There is a check-files input parameter that determines what files are checked to
determine if an image will be build. If you want to ensure that an image is build, you
can add a comment to the dockerfile of the image.
Yes, via gha-builds/kernel/XXX labes in PRs.
Kernel images and rootfs images that depend on kernels are treated differently. By default, they will always be build
because the kernels might have been updated. This can be controlled with adding gha-buidlds/kernel/XXX labels to the PRs.
These labels (if added) determine what kernels versions are build. For example, adding the gha-builds/kernel/bpf-next label,
results in images for the bpf-next version be build.
Yes, you can use the gha-builds/justdont label.
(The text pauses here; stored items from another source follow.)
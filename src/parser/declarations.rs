//! Declaration parsing implementation
//!
//! This module handles parsing of external declarations:
//!
//! - Declaration specifiers: storage classes, type specifiers, qualifiers
//! - Struct/union specifiers: `struct Name`, `struct Name { ... }`, `struct { ... }`
//! - Enum specifiers: `enum Name`, `enum Name { A, B = 5 }`
//! - Declarators: `'*'* identifier`
//!
//! # Grammar
//!
//! ```text
//! declaration        ::= declaration-specifiers init-declarator-list? ';'
//! init-declarator-list ::= declarator (',' declarator)*
//! declarator         ::= '*'* identifier
//! struct-declaration ::= specifier-qualifier-list declarator (',' declarator)* ';'
//! enumerator         ::= identifier ('=' '-'? int-literal)?
//! ```
//!
//! All parsing methods are implemented as `pub(crate)` methods on the
//! [`Parser`] struct.

use crate::parser::ast::*;
use crate::parser::lexer::Token;
use crate::parser::parse::{ParseError, Parser};
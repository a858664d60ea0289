//! Semantic resolution for C declarations
//!
//! This module turns parsed specifier lists into canonical types while
//! threading a scoped symbol environment through the translation unit:
//! - [`types`]: Canonical type descriptors ([`types::CType`]) and the shared
//!   struct/union identity cell
//! - [`env`]: Persistent name → binding environment
//! - [`specifiers`]: Basic-keyword classification, typedef resolution, and
//!   declaration-specifier aggregation
//! - [`aggregates`]: Struct/union and enum resolution, including the
//!   incomplete-then-complete protocol for self-referential types
//! - [`declarations`]: Whole-declaration driver and translation-unit
//!   threading
//! - [`errors`]: Semantic error types
//!
//! # Resolution Model
//!
//! Resolution is a pure walk over parse-tree values. Every function that can
//! introduce or require a binding takes an [`env::Env`] and returns the
//! (possibly extended) environment alongside its result; there is no global
//! symbol table. Failures are typed [`errors::SemanticError`] values and
//! abort the declaration being resolved.

pub mod aggregates;
pub mod declarations;
pub mod env;
pub mod errors;
pub mod specifiers;
pub mod types;
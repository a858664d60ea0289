// cfront: resolve the declarations of a C source file and print their types

mod parser;
mod semantics;

use std::fs;
use std::path::Path;

use parser::parse::Parser;
use semantics::env::Env;
use semantics::specifiers::StorageClass;

fn main() -> Result<(), Box<dyn std::error::Error>> {
    // Parse command-line arguments
    let args: Vec<String> = std::env::args().collect();

    if args.len() < 2 {
        let program_name = args.first().map(|s| s.as_str()).unwrap_or("cfront");
        eprintln!("Error: No input file provided");
        eprintln!();
        eprintln!("Usage: {} <file.c>", program_name);
        eprintln!();
        eprintln!("Parses the external declarations in the file and prints one");
        eprintln!("line per declared name with its storage class and resolved type.");
        std::process::exit(1);
    }

    let input_file = &args[1];

    if !Path::new(input_file).exists() {
        eprintln!("Error: File '{}' not found", input_file);
        std::process::exit(1);
    }

    // Read source code
    let source = fs::read_to_string(input_file)?;

    // Parse the declarations
    let mut parser = match Parser::new(&source) {
        Ok(parser) => parser,
        Err(e) => {
            eprintln!("{}", e);
            std::process::exit(1);
        }
    };

    let program = match parser.parse_program() {
        Ok(program) => program,
        Err(e) => {
            eprintln!("{}", e);
            std::process::exit(1);
        }
    };

    // Resolve declaration by declaration against an empty root environment,
    // so semantic errors can report the line they came from
    let mut env = Env::new();
    let mut resolved = Vec::new();
    for declaration in &program.declarations {
        match declaration.resolve(env) {
            Ok((next_env, mut batch)) => {
                env = next_env;
                resolved.append(&mut batch);
            }
            Err(e) => {
                eprintln!("Semantic error at line {}: {}", declaration.location.line, e);
                std::process::exit(1);
            }
        }
    }

    for decl in &resolved {
        match decl.storage {
            StorageClass::Auto => println!("{}: {}", decl.name, decl.ty),
            storage => println!("{}: {} {}", decl.name, storage, decl.ty),
        }
    }

    Ok(())
}
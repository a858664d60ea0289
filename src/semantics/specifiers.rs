//! Declaration-specifier resolution
//!
//! Turns the specifier lists the parser collected into canonical types and
//! storage classes:
//!
//! - Basic keyword sets (`unsigned short int`, `long`, ...) go through a
//!   fixed combination table built once at first use.
//! - A single non-basic specifier (struct/union/enum/typedef-name) is
//!   dispatched to the matching resolver.
//! - Storage classes are validated down to at most one distinct specifier.
//!
//! # The combination table
//!
//! The table lists every valid multiset of basic type-specifier keywords.
//! Duplicates of the same keyword collapse before lookup, so `long long` is
//! not distinguished from `long`. There is deliberately no narrow `int`
//! kind: `{int}`, `{signed}`, `{long}`, `{int, long}`, `{signed, long}` and
//! `{int, signed, long}` all map to the wide signed integer, and an empty
//! specifier list means the same type (historic default-int behavior).
//! This collapsing is part of the observable contract; do not "fix" it.

use crate::parser::ast::{
    BasicTypeSpec, DeclarationSpecifiers, SpecifierQualifierList, StorageClassSpec, TypeSpecifier,
};
use crate::semantics::aggregates::{resolve_enum, resolve_struct_or_union};
use crate::semantics::env::{Env, EntryKind};
use crate::semantics::errors::SemanticError;
use crate::semantics::types::{CType, CTypeKind};
use rustc_hash::FxHashMap;
use std::sync::OnceLock;

/// The storage class a declaration resolves to. `auto`, `register`, and the
/// absence of a specifier all come out as `Auto`.
#[derive(Debug, Clone, Copy, PartialEq, Eq)]
pub enum StorageClass {
    Auto,
    Static,
    Extern,
    Typedef,
}

impl std::fmt::Display for StorageClass {
    fn fmt(&self, f: &mut std::fmt::Formatter<'_>) -> std::fmt::Result {
        match self {
            StorageClass::Auto => write!(f, "auto"),
            StorageClass::Static => write!(f, "static"),
            StorageClass::Extern => write!(f, "extern"),
            StorageClass::Typedef => write!(f, "typedef"),
        }
    }
}

/// Primitive kinds the combination table can produce. A separate enum (not
/// [`CTypeKind`]) so the table can live in a process-wide static.
#[derive(Debug, Clone, Copy, PartialEq, Eq)]
enum PrimitiveKind {
    Void,
    Char,
    UChar,
    Short,
    UShort,
    Long,
    ULong,
    Float,
    Double,
}

impl From<PrimitiveKind> for CTypeKind {
    fn from(kind: PrimitiveKind) -> CTypeKind {
        match kind {
            PrimitiveKind::Void => CTypeKind::Void,
            PrimitiveKind::Char => CTypeKind::Char,
            PrimitiveKind::UChar => CTypeKind::UChar,
            PrimitiveKind::Short => CTypeKind::Short,
            PrimitiveKind::UShort => CTypeKind::UShort,
            PrimitiveKind::Long => CTypeKind::Long,
            PrimitiveKind::ULong => CTypeKind::ULong,
            PrimitiveKind::Float => CTypeKind::Float,
            PrimitiveKind::Double => CTypeKind::Double,
        }
    }
}

/// The fixed table of valid basic type-specifier combinations, keyed by the
/// sorted, deduplicated keyword set. Built once, read-only afterwards.
fn basic_type_table() -> &'static FxHashMap<Vec<BasicTypeSpec>, PrimitiveKind> {
    static TABLE: OnceLock<FxHashMap<Vec<BasicTypeSpec>, PrimitiveKind>> = OnceLock::new();
    TABLE.get_or_init(|| {
        use crate::parser::ast::BasicTypeSpec::*;

        let mut table = FxHashMap::default();
        {
            let mut add = |keys: &[BasicTypeSpec], kind: PrimitiveKind| {
                let mut key = keys.to_vec();
                key.sort();
                table.insert(key, kind);
            };

            add(&[Void], PrimitiveKind::Void);

            add(&[Char], PrimitiveKind::Char);
            add(&[Char, Signed], PrimitiveKind::Char);
            add(&[Char, Unsigned], PrimitiveKind::UChar);

            add(&[Short], PrimitiveKind::Short);
            add(&[Short, Signed], PrimitiveKind::Short);
            add(&[Short, Int], PrimitiveKind::Short);
            add(&[Short, Int, Signed], PrimitiveKind::Short);

            add(&[Short, Unsigned], PrimitiveKind::UShort);
            add(&[Short, Int, Unsigned], PrimitiveKind::UShort);

            add(&[Int], PrimitiveKind::Long);
            add(&[Int, Signed], PrimitiveKind::Long);
            add(&[Int, Long], PrimitiveKind::Long);
            add(&[Int, Signed, Long], PrimitiveKind::Long);
            add(&[Signed], PrimitiveKind::Long);
            add(&[Signed, Long], PrimitiveKind::Long);
            add(&[Long], PrimitiveKind::Long);

            add(&[Unsigned], PrimitiveKind::ULong);
            add(&[Unsigned, Int], PrimitiveKind::ULong);
            add(&[Unsigned, Long], PrimitiveKind::ULong);
            add(&[Unsigned, Int, Long], PrimitiveKind::ULong);

            add(&[Float], PrimitiveKind::Float);

            add(&[Double], PrimitiveKind::Double);
            add(&[Double, Long], PrimitiveKind::Double);
        }
        table
    })
}

/// Classify a set of basic keywords against the combination table.
/// Duplicates of the same keyword collapse first.
fn classify_basic(kinds: &[BasicTypeSpec]) -> Option<PrimitiveKind> {
    let mut key = kinds.to_vec();
    key.sort();
    key.dedup();
    basic_type_table().get(&key).copied()
}

/// Render a specifier list for error messages.
fn describe_specifiers(specifiers: &[TypeSpecifier]) -> String {
    specifiers
        .iter()
        .map(|spec| match spec {
            TypeSpecifier::Basic(kind) => kind.to_string(),
            TypeSpecifier::TypedefName(name) => name.clone(),
            TypeSpecifier::StructOrUnion { tag, name, .. } => match name {
                Some(name) => format!("{} {}", tag, name),
                None => tag.to_string(),
            },
            TypeSpecifier::Enum { name, .. } => match name {
                Some(name) => format!("enum {}", name),
                None => "enum".to_string(),
            },
        })
        .collect::<Vec<_>>()
        .join(" ")
}

impl SpecifierQualifierList {
    /// Resolve this specifier-qualifier list to a canonical type, threading
    /// the environment through whichever resolver applies.
    pub fn resolve_type(&self, env: Env) -> Result<(Env, CType), SemanticError> {
        let is_const = self.is_const();
        let is_volatile = self.is_volatile();

        // No type specifier at all: default-int, i.e. the wide signed
        // integer in this model.
        if self.type_specifiers.is_empty() {
            return Ok((
                env,
                CType::qualified(CTypeKind::Long, is_const, is_volatile),
            ));
        }

        // Every specifier basic: the combination table decides.
        if self.type_specifiers.iter().all(TypeSpecifier::is_basic) {
            let kinds: Vec<BasicTypeSpec> = self
                .type_specifiers
                .iter()
                .filter_map(|spec| match spec {
                    TypeSpecifier::Basic(kind) => Some(*kind),
                    _ => None,
                })
                .collect();

            return match classify_basic(&kinds) {
                Some(kind) => Ok((
                    env,
                    CType::qualified(kind.into(), is_const, is_volatile),
                )),
                None => Err(SemanticError::InvalidTypeSpecifierCombination {
                    specifiers: describe_specifiers(&self.type_specifiers),
                }),
            };
        }

        // A non-basic specifier must stand alone.
        if self.type_specifiers.len() != 1 {
            return Err(SemanticError::InvalidTypeSpecifierCombination {
                specifiers: describe_specifiers(&self.type_specifiers),
            });
        }

        match &self.type_specifiers[0] {
            // Unreachable: a lone basic specifier took the table branch
            TypeSpecifier::Basic(_) => Err(SemanticError::InvalidTypeSpecifierCombination {
                specifiers: describe_specifiers(&self.type_specifiers),
            }),
            TypeSpecifier::TypedefName(name) => {
                resolve_typedef_name(env, name, is_const, is_volatile)
            }
            TypeSpecifier::StructOrUnion { tag, name, members } => {
                resolve_struct_or_union(env, *tag, name, members, is_const, is_volatile)
            }
            TypeSpecifier::Enum { name, enumerators } => {
                resolve_enum(env, name, enumerators, is_const, is_volatile)
            }
        }
    }
}

impl DeclarationSpecifiers {
    /// Resolve full declaration specifiers: the canonical type (with the
    /// environment it may have extended) plus the storage class.
    pub fn resolve(&self, env: Env) -> Result<(Env, StorageClass, CType), SemanticError> {
        let (env, ty) = self.specifiers.resolve_type(env)?;
        let storage = self.storage_class()?;
        Ok((env, storage, ty))
    }

    /// Validate and map the collected storage-class specifiers. More than
    /// one distinct specifier is a hard error; repeats of the same keyword
    /// collapse.
    pub fn storage_class(&self) -> Result<StorageClass, SemanticError> {
        let mut distinct: Vec<StorageClassSpec> = Vec::new();
        for spec in &self.storage_classes {
            if !distinct.contains(spec) {
                distinct.push(*spec);
            }
        }

        match distinct.as_slice() {
            [] => Ok(StorageClass::Auto),
            [single] => Ok(match single {
                StorageClassSpec::None | StorageClassSpec::Auto | StorageClassSpec::Register => {
                    StorageClass::Auto
                }
                StorageClassSpec::Extern => StorageClass::Extern,
                StorageClassSpec::Static => StorageClass::Static,
                StorageClassSpec::Typedef => StorageClass::Typedef,
            }),
            _ => Err(SemanticError::MultipleStorageClassSpecifiers {
                specifiers: distinct
                    .iter()
                    .map(|spec| spec.to_string())
                    .collect::<Vec<_>>()
                    .join(" "),
            }),
        }
    }
}

/// Resolve a bare identifier used as a type specifier. The name must be
/// bound, and bound as a type; the requested qualifiers are applied on top
/// of whatever the typedef already carries.
fn resolve_typedef_name(
    env: Env,
    name: &str,
    is_const: bool,
    is_volatile: bool,
) -> Result<(Env, CType), SemanticError> {
    let entry = match env.find(name) {
        Some(entry) => entry,
        None => {
            return Err(SemanticError::UndefinedName {
                name: name.to_string(),
            })
        }
    };

    if entry.kind != EntryKind::Typedef {
        return Err(SemanticError::NotATypedef {
            name: name.to_string(),
        });
    }

    let ty = entry.ty.with_qualifiers(is_const, is_volatile);
    Ok((env, ty))
}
The build of LVH and the kernel can be done using cross-compilation which simplifies a lot the build of multi-arch images. Unfortunately, the part that build the images relies libguestfs that cannot work as of now for different target architectures than the host architecture. However switching to use only mmdebstrap, which can easily cross-build images, and get rid of libguestfs would solve this duality.
flowchart TD
subgraph "cross compilation"
A[kernel builder] --> B[kernel images]
E[little vm helper]
end
subgraph "native build"
C[root builder] --> D[root images]
B & D & E --> F[kind]
end
As of now, each steps to build an image (the left on the diagram above), for
example kind, are built on native runners and produce arch specific images
(with the -<arch> suffix in the tag), a multi-arch tag is then produced,
merging the architecture specific images, for the final result ease of use.